Medical Device Manufacturers and Taxes
With regard to the costs of the ACA, National Public Radio ran an interesting story yesterday about the differing views of the effect that the new 2.3% excise tax on the sale of medical devices will have on the industry. A medical device manufacturer in the Boston area claimed that 70% of medical device manufacturers are not yet profitable, and that this will hurt innovation in the industry. An economist from a left-leaning think tank countered that the costs of the tax will merely be passed on to purchasers, such as hospitals and group purchasing organizations. Either way, consumers will lose, because those costs will be passed on in some fashion to the end-user, either through increased premiums or out-of-pocket costs. This is one of the major flaws in the ACA, it doesn't do enough to hold down the costs of care, and this could ultimately turn out to be its downfall.

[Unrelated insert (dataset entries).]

use serde::Deserialize;

/// Default upload limit (10 MB)
pub const DEFAULT_MAX_FILE_BYTES: usize = 10 * 1024 * 1024;

/// Application configuration
#[derive(Debug, Clone, Default, Deserialize)]
#[serde(default)]
pub struct AppConfig {
    pub server: ServerConfig,
    pub logging: LoggingConfig,
    pub upload: UploadConfig,
}

#[derive(Debug, Clone, Deserialize)]
#[serde(default)]
pub struct ServerConfig {
    pub host: String,
    pub port: u16,
}

#[derive(Debug, Clone, Deserialize)]
#[serde(default)]
pub struct LoggingConfig {
    pub level: String,
    pub format: LogFormat,
}

#[derive(Debug, Clone, Deserialize, Default, PartialEq, Eq)]
#[serde(rename_all = "lowercase")]
pub enum LogFormat {
    #[default]
    Pretty,
    Json,
}

/// Statement upload settings
#[derive(Debug, Clone, Deserialize)]
#[serde(default)]
pub struct UploadConfig {
    /// Largest accepted request body, in bytes
    pub max_file_bytes: usize,
    /// Guess the content type from the file name when the part declares none
    /// or `application/octet-stream`
    pub infer_content_type_from_filename: bool,
}

impl Default for ServerConfig {
    fn default() -> Self {
        Self {
            host: "0.0.0.0".to_string(),
            port: 8080,
        }
    }
}

impl Default for LoggingConfig {
    fn default() -> Self {
        Self {
            level: "info".to_string(),
            format: LogFormat::default(),
        }
    }
}

impl Default for UploadConfig {
    fn default() -> Self {
        Self {
            max_file_bytes: DEFAULT_MAX_FILE_BYTES,
            infer_content_type_from_filename: false,
        }
    }
}

impl AppConfig {
    pub fn load() -> Result<Self, config::ConfigError> {
        let config = config::Config::builder()
            .add_source(config::File::with_name("config/default").required(false))
            .add_source(config::File::with_name("config/local").required(false))
            .add_source(
                config::Environment::with_prefix("APP")
                    .separator("__")
                    .try_parsing(true),
            )
            .build()?;

        config.try_deserialize()
    }
}
//! API error types

use axum::{
    Json,
    http::StatusCode,
    response::{IntoResponse, Response},
};
use serde::{Deserialize, Serialize};

use crate::domain::DomainError;

/// Error categories reported in the error envelope
#[derive(Debug, Clone, Copy, PartialEq, Eq, Serialize, Deserialize)]
#[serde(rename_all = "snake_case")]
pub enum ApiErrorType {
    InvalidRequestError,
    ServerError,
}

impl std::fmt::Display for ApiErrorType {
    fn fmt(&self, f: &mut std::fmt::Formatter<'_>) -> std::fmt::Result {
        match self {
            Self::InvalidRequestError => write!(f, "invalid_request_error"),
            Self::ServerError => write!(f, "server_error"),
        }
    }
}

/// JSON error envelope
#[derive(Debug, Clone, Serialize, Deserialize)]
pub struct ApiErrorResponse {
    pub error: ApiErrorDetail,
}

/// Error detail structure
#[derive(Debug, Clone, Serialize, Deserialize)]
pub struct ApiErrorDetail {
    pub message: String,
    #[serde(rename = "type")]
    pub error_type: ApiErrorType,
    #[serde(skip_serializing_if = "Option::is_none")]
    pub param: Option<String>,
    #[serde(skip_serializing_if = "Option::is_none")]
    pub code: Option<String>,
}

/// API error with status code
///
/// A `None` response is sent as an empty body. Statement uploads fail this way
/// so that nothing about the document is echoed back.
#[derive(Debug)]
pub struct ApiError {
    pub status: StatusCode,
    pub response: Option<ApiErrorResponse>,
}

impl ApiError {
    /// Create a new API error with a JSON body
    pub fn new(status: StatusCode, error_type: ApiErrorType, message: impl Into<String>) -> Self {
        Self {
            status,
            response: Some(ApiErrorResponse {
                error: ApiErrorDetail {
                    message: message.into(),
                    error_type,
                    param: None,
                    code: None,
                },
            }),
        }
    }

    /// Create an error with no body
    pub fn bare(status: StatusCode) -> Self {
        Self {
            status,
            response: None,
        }
    }

    /// Add parameter info
    pub fn with_param(mut self, param: impl Into<String>) -> Self {
        if let Some(response) = self.response.as_mut() {
            response.error.param = Some(param.into());
        }
        self
    }

    /// Add error code
    pub fn with_code(mut self, code: impl Into<String>) -> Self {
        if let Some(response) = self.response.as_mut() {
            response.error.code = Some(code.into());
        }
        self
    }

    /// Bad request error
    pub fn bad_request(message: impl Into<String>) -> Self {
        Self::new(StatusCode::BAD_REQUEST, ApiErrorType::InvalidRequestError, message)
    }

    /// Bad request with no detail
    pub fn rejected() -> Self {
        Self::bare(StatusCode::BAD_REQUEST)
    }

    /// Internal server error
    pub fn internal(message: impl Into<String>) -> Self {
        Self::new(StatusCode::INTERNAL_SERVER_ERROR, ApiErrorType::ServerError, message)
    }
}

impl IntoResponse for ApiError {
    fn into_response(self) -> Response {
        match self.response {
            Some(response) => (self.status, Json(response)).into_response(),
            None => self.status.into_response(),
        }
    }
}

impl From<DomainError> for ApiError {
    fn from(err: DomainError) -> Self {
        match &err {
            DomainError::UnsupportedDocumentType { .. }
            | DomainError::MalformedDocument { .. }
            | DomainError::Validation { .. } => Self::rejected(),
            DomainError::Internal { message } => Self::internal(message),
        }
    }
}

impl std::fmt::Display for ApiError {
    fn fmt(&self, f: &mut std::fmt::Formatter<'_>) -> std::fmt::Result {
        match &self.response {
            Some(response) => write!(
                f,
                "{}: {}",
                response.error.error_type, response.error.message
            ),
            None => write!(f, "{}", self.status),
        }
    }
}

impl std::error::Error for ApiError {}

Big Pharma and the Largest Health Care Fraud Settlement in U.S. History
The ACA also imposes hefty fees on the pharmaceutical manufacturing sector, of between $2.8 and $4.1 billion per year. However, big pharma has not been nearly as vociferous about the effect of these fees on its business as the medical device industry has been. And a news flash from yesterday may illustrate why--according to BNA's Health Care Fraud Report, GlaxoSmithKline just agreed to pay a $3 billion fine for misbranding, paying kickbacks, and improper marketing for a number of its most popular drugs, including Paxil, Avandia, and Wellbutrin. This is the largest health-care fraud settlement in U.S. history. Makes complaints about $2.8 in fees for the whole industry seem trite, don't you think?